Phio Pharmaceuticals Announces Positive Pathology Results: Final Maximum Dose Cohort for INTASYL PH-762 Skin Cancer Trial
Phio Pharmaceuticals (NASDAQ: PHIO) reported pathologic results from the fifth and final dose cohort of its Phase 1b INTASYL PH-762 trial in cutaneous carcinomas on November 3, 2025. In the three patients completing the cohort, one had 100% tumor clearance, one had >90% clearance, and one had >50% clearance, with assessments at approximately 5 weeks after initial injection. To date, 18 patients have completed treatment across five cohorts, including 6 complete responses among 16 cSCC patients. The Safety Monitoring Committee reviewed safety at the maximum dose and found no dose-limiting toxicities; overall the trial reports no clinically relevant treatment-emergent adverse effects and dose escalation reached ~20-fold versus cohort 1. Trial identifier: NCT# 06014086.

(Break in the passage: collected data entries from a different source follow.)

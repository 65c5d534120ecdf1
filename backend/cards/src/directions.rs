//! Way-finding: walking routes from nearby landmarks, and the map image.

use hellostay_config::{maps_search_url, PropertyProfile};
use hellostay_core::{
    Action, BubbleSize, FlexBox, FlexBubble, FlexButton, FlexComponent, FlexSeparator, FlexText,
    OutboundMessage,
};

use crate::blocks::{header, DANGER, STRONG, SUBTLE};

/// A landmark to start walking from.
struct Route<'a> {
    title: &'a str,
    hint: &'a str,
    button: &'a str,
    query: &'a str,
}

impl Route<'_> {
    fn components(&self) -> [FlexComponent; 3] {
        [
            FlexText::new(self.title)
                .bold()
                .size("sm")
                .color(STRONG)
                .margin("sm")
                .into(),
            FlexText::new(self.hint)
                .size("sm")
                .color(SUBTLE)
                .wrap()
                .into(),
            FlexButton::secondary(Action::uri(self.button, maps_search_url(self.query)))
                .small()
                .into(),
        ]
    }
}

fn house_title(text: &str, color: &str) -> FlexText {
    FlexText::new(text).bold().color(color).size("md")
}

fn parking_note(text: &str) -> FlexComponent {
    FlexText::new(text).color(DANGER).size("xs").wrap().into()
}

pub fn directions(profile: &PropertyProfile) -> OutboundMessage {
    let colors = &profile.colors;
    let queries = &profile.directions;

    let main_routes = [
        Route {
            title: "1. 大公路 (七福便當)：",
            hint: "面對便當店走「左手邊」巷子，直走30公尺右手邊抵達。",
            button: "📍 導航至七福便當",
            query: &queries.route_1,
        },
        Route {
            title: "2. 富野路 (阿英排骨)：",
            hint: "面對店面走「左手邊」巷子，直走左前方80公尺抵達。",
            button: "📍 導航至阿英排骨",
            query: &queries.route_2,
        },
        Route {
            title: "3. 瀨南街 (老蔡虱目魚)：",
            hint: "面對店面走「右手邊」巷子，路口右轉，數來第二間。",
            button: "📍 導航至老蔡虱目魚",
            query: &queries.route_3,
        },
    ];
    let godin_route = Route {
        title: "唯一路線 (老蔡虱目魚)：",
        hint: "面對虱目魚店面走「右手邊」巷子，進來右手邊第六間。",
        button: "📍 導航至老蔡虱目魚",
        query: &queries.godin_start,
    };

    let mut contents: Vec<FlexComponent> = vec![
        house_title("🚗 你好哇寓所 (Hello House)", &colors.theme).into(),
        parking_note("⚠️ 巷弄內無法開車，請先停好車。"),
    ];
    contents.extend(main_routes.iter().flat_map(Route::components));
    contents.push(FlexSeparator::with_margin("lg").into());
    contents.push(
        house_title("🏚️ 溝頂民宿 (Godin B&B)", &colors.second_house)
            .margin("lg")
            .into(),
    );
    contents.push(parking_note("⚠️ 位置隱密車進不來，請在瀨南街停車。"));
    contents.extend(godin_route.components());

    let bubble = FlexBubble::new()
        .size(BubbleSize::Mega)
        .header(header("🗺️ 迷路指南", &colors.system))
        .body(FlexBox::vertical(contents).spacing("md"));
    OutboundMessage::flex("迷路指南", bubble)
}

/// The hand-drawn area map, served straight from the file host.
pub fn map_image(profile: &PropertyProfile) -> OutboundMessage {
    OutboundMessage::image(profile.map_image_url())
}

#[cfg(test)]
mod tests {
    use super::*;

    #[test]
    fn four_navigation_buttons_follow_profile_queries() {
        let mut profile = PropertyProfile::default();
        profile.directions.route_2 = "Somewhere+Else".into();

        let msg = directions(&profile);
        let (alt, bubble) = msg.as_flex().unwrap();
        assert_eq!(alt, "迷路指南");

        let uris: Vec<_> = bubble
            .actions()
            .into_iter()
            .map(|a| match a {
                Action::Uri { uri, .. } => uri.clone(),
                Action::Postback { data, .. } => data.clone(),
            })
            .collect();
        assert_eq!(uris.len(), 4);
        assert_eq!(uris[1], maps_search_url("Somewhere+Else"));
        assert!(uris.iter().all(|u| u.starts_with("https://www.google.com/maps/search/")));
    }

    #[test]
    fn directions_bubble_is_mega() {
        let v = serde_json::to_value(directions(&PropertyProfile::default())).unwrap();
        assert_eq!(v["contents"]["size"], "mega");
        assert_eq!(v["contents"]["body"]["spacing"], "md");
    }

    #[test]
    fn map_image_uses_same_url_for_preview() {
        let v = serde_json::to_value(map_image(&PropertyProfile::default())).unwrap();
        assert_eq!(v["type"], "image");
        assert_eq!(v["originalContentUrl"], v["previewImageUrl"]);
    }
}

Phio Pharmaceuticals (NASDAQ: PHIO) ha riportato risultati patologici dal quinto e ultimo coorte di dosaggio del suo trial di fase 1b INTASYL PH-762 su carcinomi cutanei il 3 novembre 2025. Nei tre pazienti che hanno completato la coorte, uno ha completa eliminazione del tumore al 100%, uno ha eliminazione >90%, e uno eliminazione >50%, con valutazioni a circa 5 settimane dal primo iniezione. Ad oggi, 18 pazienti hanno completato il trattamento in cinque coorti, tra cui 6 risposte complete fra 16 pazienti con cSCC. Il Safety Monitoring Committee ha esaminato la sicurezza al dosaggio massimo e non sono state riscontrate tossicità dose-limitante; nel complesso lo studio riporta assenza di effetti avversi correlati al trattamento clinicamente rilevanti e l'aumento della dose ha raggiunto circa 20 volte rispetto alla coorte 1. Identificatore dello studio: NCT# 06014086.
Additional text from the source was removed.